Melinda Wittstock:        Oh yeah. Workaholism is a “holism” for a reason. Right?

Shani Godwin:                  Yeah.

Melinda Wittstock:        Because we can really fall into that to mask what’s really going on inside. So it’s very perceptive of you. I think it’s really rife among entrepreneurs too, because we live this kind of roller coaster, there’s a lot of stuff beyond our control. There’s so much going on and especially for women, all of us struggling, so many things as well. But how astute of you to really kind of understand that. So then through your own journey, and this is an assumption I guess, so correct me if I’m wrong, but through your own journey, you started to see this in yourself and then you started to see it in other people?

Shani Godwin:                  Yes and no. It really all came to a head when the company scaled in 2015, we finally went over the million dollar mark and everyone around me was like, “Oh my gosh, Shani, you should be so happy.” And I was miserable. It was a lot of work to scale. We did it very quickly and the adage, more money, more problems. That’s exactly what I find found at the top of the mountain that we’ve been trying to scale and get to.
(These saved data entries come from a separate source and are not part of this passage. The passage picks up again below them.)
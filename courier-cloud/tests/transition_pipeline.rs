mod common;

use std::sync::Arc;
use std::time::Duration;

use async_trait::async_trait;
use common::*;
use courier_channel::{FallbackChannel, MessageChannel};
use courier_cloud::pipeline::{
    Collaborators, CustomerDirectory, DriverDirectory, MemoryStore, MutationError, StoreError,
    StoreResult, TransitionOrchestrator,
};
use courier_cloud::webhook::NoopBroadcaster;
use shared::models::{
    Customer, CustomerDetail, Driver, DriverDetail, KIND_NEW_DELIVERY, NotificationStatus, OrderStatus,
    OrderUpdate, WebhookStatus,
};

#[tokio::test]
async fn confirmed_order_sends_one_customer_message() {
    let store = seeded_store();
    let channel = ScriptedChannel::ok();
    let pipeline = pipeline(&store, channel.clone(), Arc::new(NoopBroadcaster));

    let resp = pipeline
        .perform_transition("O1", OrderUpdate::status("Confirmed"))
        .await
        .unwrap();

    assert_eq!(resp.order.status, "Confirmed");
    let customer = &resp.notifications.customer;
    assert!(customer.attempted && customer.success);
    match &customer.detail {
        CustomerDetail::Sent {
            phone, message_id, ..
        } => {
            assert_eq!(phone, "24177123456");
            assert_eq!(message_id.as_deref(), Some("msg-1"));
        }
        other => panic!("unexpected {other:?}"),
    }

    let records = store.notifications();
    assert_eq!(records.len(), 1);
    assert_eq!(records[0].status, NotificationStatus::Sent);
    assert_eq!(records[0].order_id.as_deref(), Some("O1"));
    assert!(records[0].message.contains("CMD-0001"));
    assert!(records[0].message.contains("24.50"));

    assert!(!resp.notifications.drivers.attempted);
    assert!(store.driver_notifications().is_empty());
}

#[tokio::test]
async fn preparing_order_notifies_every_available_driver() {
    let store = seeded_store();
    let broadcaster = Arc::new(RecordingBroadcaster::default());
    let pipeline = pipeline(&store, ScriptedChannel::ok(), broadcaster.clone());

    let resp = pipeline
        .perform_transition("O2", OrderUpdate::status("Preparing"))
        .await
        .unwrap();

    let drivers = &resp.notifications.drivers;
    assert!(drivers.attempted);
    assert_eq!(drivers.count, 3);
    assert_eq!(
        drivers.detail,
        DriverDetail::Notified {
            eligible: 3,
            failures: vec![],
            webhook: WebhookStatus::Delivered,
        }
    );

    let rows = store.driver_notifications();
    assert_eq!(rows.len(), 3);
    let mut ids: Vec<_> = rows.iter().map(|r| r.driver_id.as_str()).collect();
    ids.sort();
    assert_eq!(ids, ["D1", "D2", "D3"]);
    for row in &rows {
        assert_eq!(row.kind, KIND_NEW_DELIVERY);
        assert_eq!(row.order_id.as_deref(), Some("O2"));
        assert!(row.message.contains("CMD-0002"));
        assert!(!row.read);
    }

    // Customer is still told the order is being prepared
    assert!(resp.notifications.customer.success);
    assert_eq!(store.notifications().len(), 1);
    assert!(store.notifications()[0].message.contains("being prepared"));

    let events = broadcaster.events.lock();
    assert_eq!(events.len(), 1);
    assert_eq!(events[0].order_id, "O2");
    assert_eq!(events[0].driver_count, 3);
}

#[tokio::test]
async fn only_the_work_status_triggers_fanout() {
    for status in OrderStatus::ALL {
        let store = seeded_store();
        let pipeline = pipeline(&store, ScriptedChannel::ok(), Arc::new(NoopBroadcaster));

        let resp = pipeline
            .perform_transition("O1", OrderUpdate::status(status.as_str()))
            .await
            .unwrap();

        assert_eq!(store.notifications().len(), 1, "{status}");
        let expected = if status == OrderStatus::Preparing { 3 } else { 0 };
        assert_eq!(store.driver_notifications().len(), expected, "{status}");
        assert_eq!(resp.notifications.drivers.count, expected);
    }
}

#[tokio::test]
async fn channel_failure_keeps_the_mutation() {
    let store = seeded_store();
    let pipeline = pipeline(&store, ScriptedChannel::failing(503), Arc::new(NoopBroadcaster));

    let resp = pipeline
        .perform_transition("O1", OrderUpdate::status("OutForDelivery"))
        .await
        .unwrap();

    assert_eq!(resp.order.status, "OutForDelivery");
    let customer = &resp.notifications.customer;
    assert!(customer.attempted);
    assert!(!customer.success);
    match &customer.detail {
        CustomerDetail::Failed {
            record_id,
            http_status,
            payload,
            debug,
            ..
        } => {
            assert!(record_id.is_some());
            assert_eq!(*http_status, Some(503));
            assert_eq!(payload.as_ref().unwrap()["status"], 503);
            let debug = debug.as_ref().unwrap();
            assert!(debug.credentials_configured);
            assert_eq!(debug.base_url, "https://gateway.test");
            assert_eq!(debug.phone, "24177123456");
        }
        other => panic!("unexpected {other:?}"),
    }

    let records = store.notifications();
    assert_eq!(records.len(), 1);
    assert_eq!(records[0].status, NotificationStatus::Failed);
    assert!(records[0].error.is_some());
}

/// Directory that lists one driver whose id the store will refuse
struct DirectoryWithBadDriver;

#[async_trait]
impl DriverDirectory for DirectoryWithBadDriver {
    async fn list_available_drivers(&self) -> StoreResult<Vec<Driver>> {
        Ok(vec![driver("D1"), driver("D2"), driver("not-a-driver")])
    }
}

#[tokio::test]
async fn one_bad_driver_does_not_block_the_others() {
    let store = seeded_store();
    let mut collaborators = Collaborators::in_memory(
        store.clone(),
        ScriptedChannel::ok(),
        Arc::new(NoopBroadcaster),
    );
    collaborators.drivers = Arc::new(DirectoryWithBadDriver);
    let pipeline = TransitionOrchestrator::new(collaborators, &fast_config()).unwrap();

    let resp = pipeline
        .perform_transition("O2", OrderUpdate::status("Preparing"))
        .await
        .unwrap();

    assert_eq!(resp.notifications.drivers.count, 2);
    match &resp.notifications.drivers.detail {
        DriverDetail::Notified {
            eligible, failures, ..
        } => {
            assert_eq!(*eligible, 3);
            assert_eq!(failures.len(), 1);
            assert_eq!(failures[0].driver_id, "not-a-driver");
        }
        other => panic!("unexpected {other:?}"),
    }
    assert_eq!(store.driver_notifications().len(), 2);
}

#[tokio::test]
async fn customer_without_phone_gets_no_record() {
    let store = seeded_store();
    let channel = ScriptedChannel::ok();
    let pipeline = pipeline(&store, channel.clone(), Arc::new(NoopBroadcaster));

    let resp = pipeline
        .perform_transition("O3", OrderUpdate::status("Confirmed"))
        .await
        .unwrap();

    let customer = &resp.notifications.customer;
    assert!(!customer.attempted);
    assert!(!customer.success);
    assert!(matches!(customer.detail, CustomerDetail::Skipped { .. }));
    assert!(store.notifications().is_empty());
    assert_eq!(channel.sent_count(), 0);
}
And it took me being in the middle of a growth program with the Goldman Sachs 10,000 Small Businesses program. I at the time was in a program to grow even more and couldn’t manage the growth that the company had and literally found myself at 3:00 AM in the morning, crying about being successful, believe it or not. And wondering why I was chasing success and money.
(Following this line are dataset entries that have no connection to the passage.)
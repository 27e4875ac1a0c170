//! Error category classification

use super::codes::ErrorCode;
use serde::{Deserialize, Serialize};

/// Error category classification based on error code ranges
///
/// - 0xxx-3xxx: General errors
/// - 4xxx: Order errors
/// - 5xxx: Notification errors
/// - 6xxx: Driver errors
/// - 7xxx and above: System errors
#[derive(Debug, Clone, Copy, PartialEq, Eq, Hash, Serialize, Deserialize)]
#[serde(rename_all = "snake_case")]
pub enum ErrorCategory {
    /// General errors
    General,
    /// Order and customer errors (4xxx)
    Order,
    /// Notification / message-channel errors (5xxx)
    Notification,
    /// Driver errors (6xxx)
    Driver,
    /// System errors (9xxx)
    System,
}

impl ErrorCategory {
    /// Determine category from error code value
    pub fn from_code(code: u16) -> Self {
        match code {
            0..4000 => Self::General,
            4000..5000 => Self::Order,
            5000..6000 => Self::Notification,
            6000..7000 => Self::Driver,
            _ => Self::System,
        }
    }

    /// Get the string name for this category
    pub fn name(&self) -> &'static str {
        match self {
            Self::General => "general",
            Self::Order => "order",
            Self::Notification => "notification",
            Self::Driver => "driver",
            Self::System => "system",
        }
    }
}

impl ErrorCode {
    /// Get the category for this error code
    pub fn category(&self) -> ErrorCategory {
        ErrorCategory::from_code(self.code())
    }
}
And really, I kind of just came up to this place where I realized money doesn’t make me happy, success doesn’t make me happy, being happy just with what I have and whatever it looks like is the most important thing. And I, in that moment committed to measure my success by being happy and birthed this concept, an idea called Joy Economics. And so the marketer in me was like, “Ding, that’s an amazing idea, kind of check to see if the URL was available.” I began the trademarking process and we completely reinvented our culture, put a label on it and began to really dig into the business case that businesses need to really understand why joy matters in the workplace. We found, and this was pre-pandemic that stress was costing companies $300 billion a year [crosstalk 00:05:50]. And I just was like, “What would it look like if we let employees show up happy whole and able to pursue the work that they loved and pursue the currency of joy in the company, how would our businesses grow?” And with that, I was like, “And I want to be the chief joy officer. I don’t want to be the chief executive officer anymore.” And that’s how that came to be.

Melinda Wittstock:        I love this. I think there’s so much, when we look at our economy and its short-term nature, everything really, on your revenue and earnings and you’re supposed to be happy at these destinations. The truth of it is it’s really the journey. It’s not the destination.
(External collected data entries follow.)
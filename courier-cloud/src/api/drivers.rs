//! Driver endpoints

use axum::extract::{Path, State};
use shared::error::ApiResponse;
use shared::models::DriverNotification;

use crate::state::AppState;

use super::ApiResult;

/// GET /api/drivers/{id}/notifications (newest first)
pub async fn list_notifications(
    State(state): State<AppState>,
    Path(driver_id): Path<String>,
) -> ApiResult<Vec<DriverNotification>> {
    let rows = state.driver_notifications.list_by_driver(&driver_id).await?;
    Ok(ApiResponse::success(rows))
}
Shani Godwin:                  Absolutely.

Melinda Wittstock:        Oh gosh, you’re so right, that when people are really happy and they’re doing something that makes their hearts sing, not only are they going to be more productive, but they’re going to be more effective.

Shani Godwin:                  They’re going to be more effective in what… It’s funny because I have to tell people, I am not anti-capitalism, but I do recognize an illness that I think we have in our country, which is just this churn and burn to make more, more, more, it’s like, there’s never enough. As soon as you hit a goal, you’re onto the next goal, you’re onto the next goal. And so if you work your way from the top back down, then at the top of the corporate totem pole are a lot of people who make a lot of money. And then those people rely on small businesses to help them in their supply chain. And the small businesses then begin to make a lot of money and they want to keep the corporate guys happy. So they start churning and burning their employees and then employees are trying to keep their jobs, so they’re turning and burning and everyone’s burning the midnight night oil. We’re connected like 24/7 because of all of these great devices that ding and ping in the middle of the night that we never put down.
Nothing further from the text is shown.